Raising a child is expensive, but when tax season comes around, you may be able to catch a break. Below are 5 tax credits and deductions you can claim on your tax return because of your dependents, if you qualify for them.

5 Tax Credits & Deductions to Claim for Parents

1. Child Tax Credit

For most parents, the child tax credit is the single biggest tax break they will receive for having a child. In order to be eligible for this credit, your child must be under age 17 at the end of the tax year. If they are, as of 2019, you can receive a credit worth up to $2,000 for each qualifying child with a refundable portion of up to $1,400.

2. Earned Income Tax Credit

The Earned Income Tax Credit (EITC or EIC) provides a subsidy for low-income working families. Unlike many credits, it is refundable, meaning you can get back more from the credit than you pay in taxes. To claim this tax credit, you must meet certain eligibility requirements, such as your investment income must be $3,400 or less. The child also must have a Social Security Number and meet certain relationship, age, and residency tests. To receive your EITC credit, you must file an income tax return (even if you aren’t required to file or you owe zero tax).

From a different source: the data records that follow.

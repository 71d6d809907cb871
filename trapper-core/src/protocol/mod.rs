mod error;
mod frame;
mod payload;
mod reply;

pub use error::{ProtocolError, ProtocolResult};
pub use frame::{Frame, LengthLimit, decode_length, encode_length};
pub use payload::{SenderData, render_value};
pub use reply::{InvalidInfo, ProcessedInfo, ServerReply};

// frame structure : magic(4) + flag(1) + length(8) + payload

pub const MAGIC: [u8; 4] = *b"ZBXD";
pub const PROTOCOL_FLAG: u8 = 0x01;
pub const PREAMBLE_SIZE: usize = 5;
pub const LENGTH_FIELD_SIZE: usize = 8;
pub const HEADER_SIZE: usize = PREAMBLE_SIZE + LENGTH_FIELD_SIZE;
pub const LEGACY_MAX_PAYLOAD: usize = u16::MAX as usize;
pub const DEFAULT_PORT: u16 = 10051;
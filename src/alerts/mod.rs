// Alert records as they come off the feed, their categories, and the
// rendering that turns one into a human-readable notification.

pub mod classify;
pub mod models;

pub use classify::{classify, classify_at};
pub use models::{Alert, AlertCategory, RenderedNotification};
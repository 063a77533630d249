// PeakCounter — highest concurrent-user sample since the last report.
//
// Backed by a single atomic: `observe` is a fetch_max and `take_and_reset`
// is a swap with zero, so a sample is either in the value that gets taken
// or lands in the next cycle, never lost in between.

use std::sync::atomic::{AtomicU64, Ordering};

use crate::error::WatchError;

#[derive(Debug, Default)]
pub struct PeakCounter {
    peak: AtomicU64,
}

impl PeakCounter {
    pub fn new() -> Self {
        Self::default()
    }

    /// Start from a previously persisted value.
    pub fn with_value(value: u64) -> Self {
        Self {
            peak: AtomicU64::new(value),
        }
    }

    /// Raise the stored peak to `sample` if it is larger.
    /// Negative samples are rejected and leave the counter untouched.
    pub fn observe(&self, sample: i64) -> Result<(), WatchError> {
        let value = u64::try_from(sample).map_err(|_| WatchError::InvalidSample(sample))?;
        self.peak.fetch_max(value, Ordering::AcqRel);
        Ok(())
    }

    /// Read the current peak and reset it to zero in one step.
    pub fn take_and_reset(&self) -> u64 {
        self.peak.swap(0, Ordering::AcqRel)
    }

    pub fn current(&self) -> u64 {
        self.peak.load(Ordering::Acquire)
    }
}
// Category filters — which alert categories a consumer wants to see.
//
// The live stream reads a runtime-updatable FilterStore; the push sink gets
// a fixed CategoryFilters from configuration. The JSON field names match
// what the filter form posts.

use std::sync::{PoisonError, RwLock};

use serde::{Deserialize, Serialize};

use crate::alerts::AlertCategory;

#[derive(Debug, Clone, Copy, Default, PartialEq, Eq, Serialize, Deserialize)]
#[serde(default)]
pub struct CategoryFilters {
    #[serde(rename = "chitChat", alias = "chit_chat")]
    pub chit_chat: bool,
    pub police: bool,
    pub jam: bool,
    pub accident: bool,
    pub unknown: bool,
}

impl CategoryFilters {
    /// Every category enabled.
    pub fn all() -> Self {
        Self {
            chit_chat: true,
            police: true,
            jam: true,
            accident: true,
            unknown: true,
        }
    }

    /// Enable exactly the categories named in a comma-separated list
    /// (e.g. "police,jam"). "all" enables everything. Returns an error
    /// naming the first unrecognized entry.
    pub fn from_names(list: &str) -> Result<Self, String> {
        if list.trim().eq_ignore_ascii_case("all") {
            return Ok(Self::all());
        }
        let mut filters = Self::default();
        for name in list.split(',').filter(|n| !n.trim().is_empty()) {
            let category = AlertCategory::parse_name(name)
                .ok_or_else(|| format!("unknown alert category '{}'", name.trim()))?;
            filters.set(category, true);
        }
        Ok(filters)
    }

    pub fn allows(&self, category: AlertCategory) -> bool {
        match category {
            AlertCategory::Comment => self.chit_chat,
            AlertCategory::Police => self.police,
            AlertCategory::Jam => self.jam,
            AlertCategory::Accident => self.accident,
            AlertCategory::Unknown => self.unknown,
        }
    }

    pub fn set(&mut self, category: AlertCategory, enabled: bool) {
        let slot = match category {
            AlertCategory::Comment => &mut self.chit_chat,
            AlertCategory::Police => &mut self.police,
            AlertCategory::Jam => &mut self.jam,
            AlertCategory::Accident => &mut self.accident,
            AlertCategory::Unknown => &mut self.unknown,
        };
        *slot = enabled;
    }

    pub fn enabled(&self) -> Vec<AlertCategory> {
        AlertCategory::ALL
            .into_iter()
            .filter(|c| self.allows(*c))
            .collect()
    }
}

/// Shared, runtime-updatable filters for the live stream.
#[derive(Debug, Default)]
pub struct FilterStore {
    current: RwLock<CategoryFilters>,
}

impl FilterStore {
    pub fn new(initial: CategoryFilters) -> Self {
        Self {
            current: RwLock::new(initial),
        }
    }

    pub fn get(&self) -> CategoryFilters {
        *self.current.read().unwrap_or_else(PoisonError::into_inner)
    }

    pub fn replace(&self, filters: CategoryFilters) {
        *self.current.write().unwrap_or_else(PoisonError::into_inner) = filters;
    }
}

#[cfg(test)]
mod tests {
    use super::*;

    #[test]
    fn test_default_allows_nothing() {
        let filters = CategoryFilters::default();
        assert!(AlertCategory::ALL.iter().all(|c| !filters.allows(*c)));
    }

    #[test]
    fn test_json_field_names() {
        let filters: CategoryFilters =
            serde_json::from_str(r#"{"chitChat": true, "jam": true}"#).unwrap();
        assert!(filters.allows(AlertCategory::Comment));
        assert!(filters.allows(AlertCategory::Jam));
        assert!(!filters.allows(AlertCategory::Police));

        // The HTML form posts snake_case checkbox names
        let filters: CategoryFilters = serde_json::from_str(r#"{"chit_chat": true}"#).unwrap();
        assert!(filters.chit_chat);

        let json = serde_json::to_value(CategoryFilters::all()).unwrap();
        assert_eq!(json["chitChat"], true);
    }

    #[test]
    fn test_from_names() {
        let filters = CategoryFilters::from_names("police, jam").unwrap();
        assert_eq!(
            filters.enabled(),
            vec![AlertCategory::Police, AlertCategory::Jam]
        );
        assert_eq!(CategoryFilters::from_names("ALL").unwrap(), CategoryFilters::all());
        assert_eq!(
            CategoryFilters::from_names("").unwrap(),
            CategoryFilters::default()
        );
        assert!(CategoryFilters::from_names("police,hazard").is_err());
    }

    #[test]
    fn test_store_replace() {
        let store = FilterStore::default();
        assert!(!store.get().police);
        store.replace(CategoryFilters::all());
        assert!(store.get().police);
    }
}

For tax year 2019, the maximum credit is:

  • $503 with 0 qualifying children
  • $3,359 with 1 qualifying child
  • $5,548 with 2 qualifying children
  • $6,242 with 3 or more qualifying children
  • $503 with 0 qualifying children
  • $3,359 with 1 qualifying child
  • $5,548 with 2 qualifying children
  • $6,242 with 3 or more qualifying children

3. Childcare Tax Credit

If you bring your child 13 or under to daycare so that you can work, you can claim a credit for up to 35% of your childcare expenses depending on your income. The dollar limit on the amount of expenses you can claim is $3,000 for one qualifying child or $6,000 for two or more children. Note that the cost of a babysitter doesn’t count as an expense if they were hired for a night out. However, babysitter costs are eligible for this tax credit if they were incurred because you had to work. If you want to claim the child and dependent care credit, you need to make sure that you obtain the Social Security Number(s) or Tax ID of your babysitter(s) or the daycare.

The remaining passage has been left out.